Abstract by Kristina Kohler
Clifford J Whatcott
David J Bearss
Chemistry and Biochemistry
Ubiquitin-regulated Mechansim of TNK1 Activation in Cancer
TNK1 is a tyrosine kinase that has been implicated in both tumor suppression and oncogenic signaling. However, the mechanism by which TNK1 is regulated is unknown. One feature that distinguishes TNK1 from other kinases is the presence of a functional ubiquitin association (UBA) domain on its C-terminus. We found that this domain plays a key role in regulating TNK1 activity.

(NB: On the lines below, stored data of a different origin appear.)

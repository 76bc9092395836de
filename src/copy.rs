// Copyright 2024 Karpeles Lab Inc.
// Based on the LZ4K compression format by Huawei Technologies
// Use of this source code is governed by a BSD-style
// license that can be found in the LICENSE file.

//! Fixed-stride copy helpers.
//!
//! These copy whole quanta of `Q` bytes and may write up to `Q - 1` (or
//! `2Q - 1` for the paired variant) bytes past the requested end. Callers must
//! have verified that much headroom in the destination; the stray bytes are
//! overwritten by later records or lie beyond the decoded length.

/// Copy `total` bytes from `src[s..]` to `dst[d..]` in strides of `Q`,
/// rounding the amount up to a whole number of strides (at least one).
#[inline(always)]
pub fn copy_strided<const Q: usize>(dst: &mut [u8], d: usize, src: &[u8], s: usize, total: usize) {
    let mut k = 0;
    loop {
        dst[d + k..d + k + Q].copy_from_slice(&src[s + k..s + k + Q]);
        k += Q;
        if k >= total {
            break;
        }
    }
}

/// Within one buffer, copy `Q`-byte strides from `from` to `at` while `at`
/// is below `end`.
///
/// Requires `at - from >= Q` so every stride reads bytes that are already final.
#[inline(always)]
pub fn copy_while_lt<const Q: usize>(buf: &mut [u8], mut from: usize, mut at: usize, end: usize) {
    while at < end {
        buf.copy_within(from..from + Q, at);
        at += Q;
        from += Q;
    }
}

/// Like [`copy_while_lt`] but moves two strides per iteration.
#[inline(always)]
pub fn copy_pairs_while_lt<const Q: usize>(buf: &mut [u8], mut from: usize, mut at: usize, end: usize) {
    while at < end {
        buf.copy_within(from..from + Q, at);
        buf.copy_within(from + Q..from + 2 * Q, at + Q);
        at += 2 * Q;
        from += 2 * Q;
    }
}

/// Replicate the `offset`-periodic pattern ending at `at` up to `end`, for
/// `1 < offset < Q / 2`.
///
/// The pattern is first grown with half-quantum copies, doubling the stride
/// while it is short, until the distance from `from` reaches `Q`. The rest
/// is filled with paired full-quantum copies at that distance, which is a
/// multiple of `offset` and therefore reproduces the same pattern.
///
/// Requires `end + 2 * Q - 1 <= buf.len()`.
#[inline]
pub fn replicate_short<const Q: usize>(buf: &mut [u8], offset: usize, mut at: usize, end: usize) {
    let half = Q >> 1;
    let quarter = half >> 1;
    let from = at - offset;
    let mut step = offset;

    loop {
        buf.copy_within(from..from + half, at);
        at += step;
        if step <= quarter {
            step <<= 1;
        }
        if at - from >= Q {
            break;
        }
    }

    copy_pairs_while_lt::<Q>(buf, from, at, end);
}

/// Byte-exact overlapping copy of `len` bytes from `at - offset` to `at`.
/// An offset of one is a plain fill.
#[inline]
pub fn copy_overlapping(buf: &mut [u8], offset: usize, at: usize, len: usize) {
    if offset == 1 {
        let b = buf[at - 1];
        buf[at..at + len].fill(b);
    } else if offset >= len {
        buf.copy_within(at - offset..at - offset + len, at);
    } else {
        for i in at..at + len {
            buf[i] = buf[i - offset];
        }
    }
}

#[cfg(test)]
mod tests {
    use super::*;

    /// Reference LZ77 copy, one byte at a time
    fn naive(buf: &mut [u8], offset: usize, at: usize, len: usize) {
        for i in at..at + len {
            buf[i] = buf[i - offset];
        }
    }

    #[test]
    fn test_copy_strided_rounds_up() {
        let src: Vec<u8> = (0..64).collect();
        let mut dst = vec![0xeeu8; 64];
        copy_strided::<16>(&mut dst, 0, &src, 0, 17);
        assert_eq!(&dst[..32], &src[..32]);
        assert_eq!(dst[32], 0xee);

        let mut dst = vec![0xeeu8; 64];
        copy_strided::<16>(&mut dst, 4, &src, 0, 1);
        assert_eq!(&dst[4..20], &src[..16]);
    }

    #[test]
    fn test_replicate_short_matches_naive() {
        for offset in 2..8 {
            for len in [4usize, 5, 9, 16, 17, 33, 100] {
                let mut expect = vec![0u8; 200];
                for (i, b) in expect.iter_mut().take(10).enumerate() {
                    *b = (i * 37 + 1) as u8;
                }
                let mut got = expect.clone();
                naive(&mut expect, offset, 10, len);
                replicate_short::<16>(&mut got, offset, 10, 10 + len);
                assert_eq!(&got[..10 + len], &expect[..10 + len], "offset {} len {}", offset, len);
            }
        }
    }

    #[test]
    fn test_strided_repeat_matches_naive() {
        for offset in [16usize, 17, 31, 32, 40] {
            let mut expect: Vec<u8> = (0..300).map(|i| (i * 7) as u8).collect();
            let mut got = expect.clone();
            naive(&mut expect, offset, 50, 100);
            copy_pairs_while_lt::<16>(&mut got, 50 - offset, 50, 150);
            assert_eq!(&got[..150], &expect[..150], "offset {}", offset);
        }
    }

    #[test]
    fn test_copy_overlapping() {
        let mut buf = *b"ab\0\0\0\0\0\0";
        copy_overlapping(&mut buf, 2, 2, 6);
        assert_eq!(&buf, b"abababab");

        let mut buf = *b"z\0\0\0\0";
        copy_overlapping(&mut buf, 1, 1, 4);
        assert_eq!(&buf, b"zzzzz");

        let mut buf = *b"abc\0\0";
        copy_overlapping(&mut buf, 3, 3, 2);
        assert_eq!(&buf, b"abcab");
    }
}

We show that the TNK1 UBA has high affinity for multiple polyubiquitin linkages and is required for TNK1 localization to ubiquitin- and p62-rich puncta, in which TNK1 is highly active. Significantly, point-mutations at the ubiquitin-UBA interface not only abrogate ubiquitin binding, but also inhibit TNK1 activation and abolish TNK1-mediated transformation of Ba/F3 cells. Additionally, UBA deletion abrogates the growth of tail vein-injected Ba/F3 tumors in vivo. Together, our data suggest a model in which TNK1 UBA-ubiquitin binding locks TNK1 into an active conformation and directs its localization to perinuclear puncta. This represents, to our knowledge, a novel UBA-centric mechanism of kinase activation.